Bitcoin - Is A Hard Crash Inevitable?
There is a lot of media hype about Bitcoin, a type of peer-to-peer virtual currency at the moment.
Most of this hype has been driven by the fact that the market price for Bitcoins has risen from about $10 to about $1,000 in about the last year (or is it the hype which has caused the price rise?). Some people have made a lot of money during this price rise, and although there have been a few serious hiccups during the price rise - some people think there is potential from making more money by speculating Bitcoin will rise further still.
I don’t think that I have nearly enough information to give an opinion about whether Bitcoin’s price will rise further, but I am going to make a prediction about Bitcoin’s future - one that Bitcoin fans aren’t going to like - I believe that a hard-crash is pretty much inevitable. In the past, during its rise in price, Bitcoin’s had some incredible price crashes - down by 30% or 50% in a day - but I’m talking about a price crash back down to virtually zero per coin.
First off though, I can clearly see that there is a significant innovation in the design of Bitcoin - one that many of Bitcoin’s critics fail to recognize. Bitcoin is the first peer-to-peer system for managing relationships of trust between multiple parties - this is the part of Bitcoin’s design that acts as a distributed ledger keeping track of everybody’s Bitcoins, and not allowing any party to cheat. (Previously attempts at digital currencies required one trusted party to act as a banker).
Peer-to-peer systems for managing a relationships of trust could well be economically important - and I think they almost certainly will be economically important to some extent (although I don’t know whether they will be a small niche or a huge) - but that actually has virtually nothing to do with with whether the “coins” used in Bitcoin’s network have any real value.
The fact is Bitcoin has no exclusive ownership of the peer-to-peer network of trust idea, and anybody can use the same idea to setup their own similar network for any purpose - whether it it be a digital currency (known as a “crypto-currency”) or anything else they might want. In fact, dozens, if not hundreds, of other groups already have already set up their own rival crypto currencies based on this same idea - and of course each of these other groups, have their own types of digital coins.
In summary, digital coins aren’t valuable, because there is no real barrier to entry to creating or “finding” as many as you want.
To give an analogy, if somebody in the 70s had said “this silicon chip thing looks like a valuable innovation”, then of course they would have been right. But if they had then gone out and bought as much silicon as they can, expecting it to appreciate in long-term value - they would have fundamentally missed the point. Sand (silicon oxide) didn’t become more valuable as a result of the rise of the computer industry - because we could easily dig more sand up from the ground whenever needed.
Likewise crypto-coins aren’t in my opinion going to get more valuable even if the peer-to-peer networks of trust become a really important industry. The fact is that we can always create more crypto-coins whenever needed (yes the other coins won’t be Bitcoins, but I doubt that matters in the long run, as they are perfectly good substitutes - being able to perform the same function but more cheaply).

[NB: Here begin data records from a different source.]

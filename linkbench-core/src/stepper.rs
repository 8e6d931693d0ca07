//! Sweep Ranges and Cursors
//!
//! A `Range` describes the values one axis may take: either a single fixed
//! value or an inclusive arithmetic progression. A `Cursor` walks those
//! values one call at a time; the `SweepCursor` derived from a
//! `ParameterSet` co-steps every axis in lockstep and terminates as soon as
//! any single axis runs out. Axes given as fixed values never exhaust, so
//! they never drive termination.

use std::collections::BTreeMap;
use std::str::FromStr;

use crate::SweepError;

/// One concrete point in the sweep: axis name to realized value.
pub type Test = BTreeMap<String, i64>;

/// The set of values a single axis may take.
#[derive(Debug, Clone, Copy, PartialEq, Eq)]
pub enum Range {
    /// A constant axis. Its cursor yields this value forever.
    Fixed(i64),
    /// Values from `start` to `stop` inclusive, advancing by `step`.
    Span {
        /// First value yielded.
        start: i64,
        /// Inclusive upper bound.
        stop: i64,
        /// Increment between values; always at least 1.
        step: i64,
    },
}

impl Range {
    /// Build a span, coercing a step of 0 to 1.
    pub fn span(start: i64, stop: i64, step: i64) -> Self {
        Range::Span {
            start,
            stop,
            step: if step == 0 { 1 } else { step },
        }
    }

    /// Parse a comma-separated specification of 1, 2, or 3 integers.
    ///
    /// A single value is a constant axis. Two values gain an implicit step
    /// of 1. Anything else is rejected with [`SweepError::InvalidRange`]
    /// before any cursor exists.
    pub fn parse(spec: &str) -> Result<Self, SweepError> {
        let invalid = |reason: String| SweepError::InvalidRange {
            spec: spec.to_string(),
            reason,
        };

        let mut values = Vec::new();
        for token in spec.split(',') {
            let token = token.trim();
            let value: i64 = token
                .parse()
                .map_err(|_| invalid(format!("'{token}' is not an integer")))?;
            values.push(value);
        }

        match values[..] {
            [value] => Ok(Range::Fixed(value)),
            [start, stop] => Ok(Range::span(start, stop, 1)),
            [start, stop, step] => Ok(Range::span(start, stop, step)),
            _ => Err(invalid(format!(
                "expected 1, 2, or 3 comma-separated values, got {}",
                values.len()
            ))),
        }
    }

    /// How many distinct values this axis can realize.
    pub fn value_count(&self) -> u64 {
        match *self {
            Range::Fixed(_) => 1,
            Range::Span { start, stop, step } => {
                if stop < start {
                    0
                } else {
                    ((stop - start) / step) as u64 + 1
                }
            }
        }
    }

    /// True if the axis takes more than one value.
    pub fn is_varying(&self) -> bool {
        self.value_count() > 1
    }

    /// A fresh cursor over this range. Cursors are independent: each one
    /// owns its own position.
    pub fn cursor(&self) -> Cursor {
        match *self {
            Range::Fixed(value) => Cursor {
                kind: CursorKind::Fixed(value),
            },
            Range::Span { start, stop, step } => Cursor {
                kind: CursorKind::Span {
                    next: start,
                    stop,
                    step,
                },
            },
        }
    }
}

impl FromStr for Range {
    type Err = SweepError;

    fn from_str(s: &str) -> Result<Self, Self::Err> {
        Range::parse(s)
    }
}

/// A mutable position within one axis's value sequence.
#[derive(Debug, Clone)]
pub struct Cursor {
    kind: CursorKind,
}

#[derive(Debug, Clone)]
enum CursorKind {
    Fixed(i64),
    Span { next: i64, stop: i64, step: i64 },
}

impl Cursor {
    /// Yield the next value, or `None` forever once the progression passes
    /// its stop. Fixed cursors never return `None`.
    #[allow(clippy::should_implement_trait)]
    pub fn next(&mut self) -> Option<i64> {
        match &mut self.kind {
            CursorKind::Fixed(value) => Some(*value),
            CursorKind::Span { next, stop, step } => {
                if *next > *stop {
                    return None;
                }
                let value = *next;
                *next = next.saturating_add(*step);
                Some(value)
            }
        }
    }
}

/// A named, ordered collection of axes. Immutable once the sweep starts.
#[derive(Debug, Clone, Default)]
pub struct ParameterSet {
    axes: BTreeMap<String, Range>,
}

impl ParameterSet {
    /// An empty parameter set.
    pub fn new() -> Self {
        Self::default()
    }

    /// Add or replace an axis.
    pub fn insert(&mut self, name: impl Into<String>, range: Range) {
        self.axes.insert(name.into(), range);
    }

    /// Iterate the axes in name order.
    pub fn axes(&self) -> impl Iterator<Item = (&str, &Range)> {
        self.axes.iter().map(|(name, range)| (name.as_str(), range))
    }

    /// Axis names in iteration order.
    pub fn axis_names(&self) -> Vec<&str> {
        self.axes.keys().map(String::as_str).collect()
    }

    /// True if at least one axis takes more than one value.
    pub fn has_varying_axis(&self) -> bool {
        self.axes.values().any(Range::is_varying)
    }

    /// A combined cursor that advances every axis in lockstep. Returns the
    /// sentinel as soon as any single axis is exhausted.
    pub fn cursor(&self) -> SweepCursor<'_> {
        SweepCursor {
            axes: self
                .axes
                .iter()
                .map(|(name, range)| (name.as_str(), range.cursor()))
                .collect(),
            exhausted: false,
        }
    }
}

impl FromIterator<(String, Range)> for ParameterSet {
    fn from_iter<I: IntoIterator<Item = (String, Range)>>(iter: I) -> Self {
        Self {
            axes: iter.into_iter().collect(),
        }
    }
}

/// Lockstep cursor over every axis of a [`ParameterSet`].
#[derive(Debug)]
pub struct SweepCursor<'a> {
    axes: Vec<(&'a str, Cursor)>,
    exhausted: bool,
}

impl SweepCursor<'_> {
    /// The next test point, or `None` forever once any axis has exhausted.
    #[allow(clippy::should_implement_trait)]
    pub fn next(&mut self) -> Option<Test> {
        if self.exhausted {
            return None;
        }
        let mut test = Test::new();
        for (name, cursor) in &mut self.axes {
            match cursor.next() {
                Some(value) => {
                    test.insert((*name).to_string(), value);
                }
                None => {
                    self.exhausted = true;
                    return None;
                }
            }
        }
        Some(test)
    }
}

Bitcoin’s price rise reminds me of beanie babies. Back then there were people saying “but they are only going to make 10,000 purple pandas*“, just like there are people today saying “they are only going to make 21 million Bitcoins”. The purple pandas went down in value, because everybody apart from beanie baby speculators realised that other brands of cuddly toy were perfectly good and much cheaper substitutes for purple panda beanie babies - and they had a very strong economic incentive to look for substitutes once speculators had driven the beanie baby price up to stupid levels.
Likewise, people who really want to use crypto-currencies (rather than speculate on them), have a strong economic incentive to find a substitute to Bitcoins, now that the price has been driven so high by speculation. And so I predict like beanie babies, and other markets before them, Bitcoin speculators will find out that the prices driven high by pure speculation, can crash to virtually zero at any time.
Of course, none of the above is meant to imply that some people won’t make a lot of money speculating on Bitcoins - I’m sure many will, by entering and leaving the market at the right time….
…This article is just my personal opinion, not intended as investment advice of any form - but if you disagree (or agree and have something interesting to say), please post a comment!
* Sorry if my knowledge of the precise description and numbers of varieties beanie babies is less than encyclopedic, or not even entirely correct, but you get the point.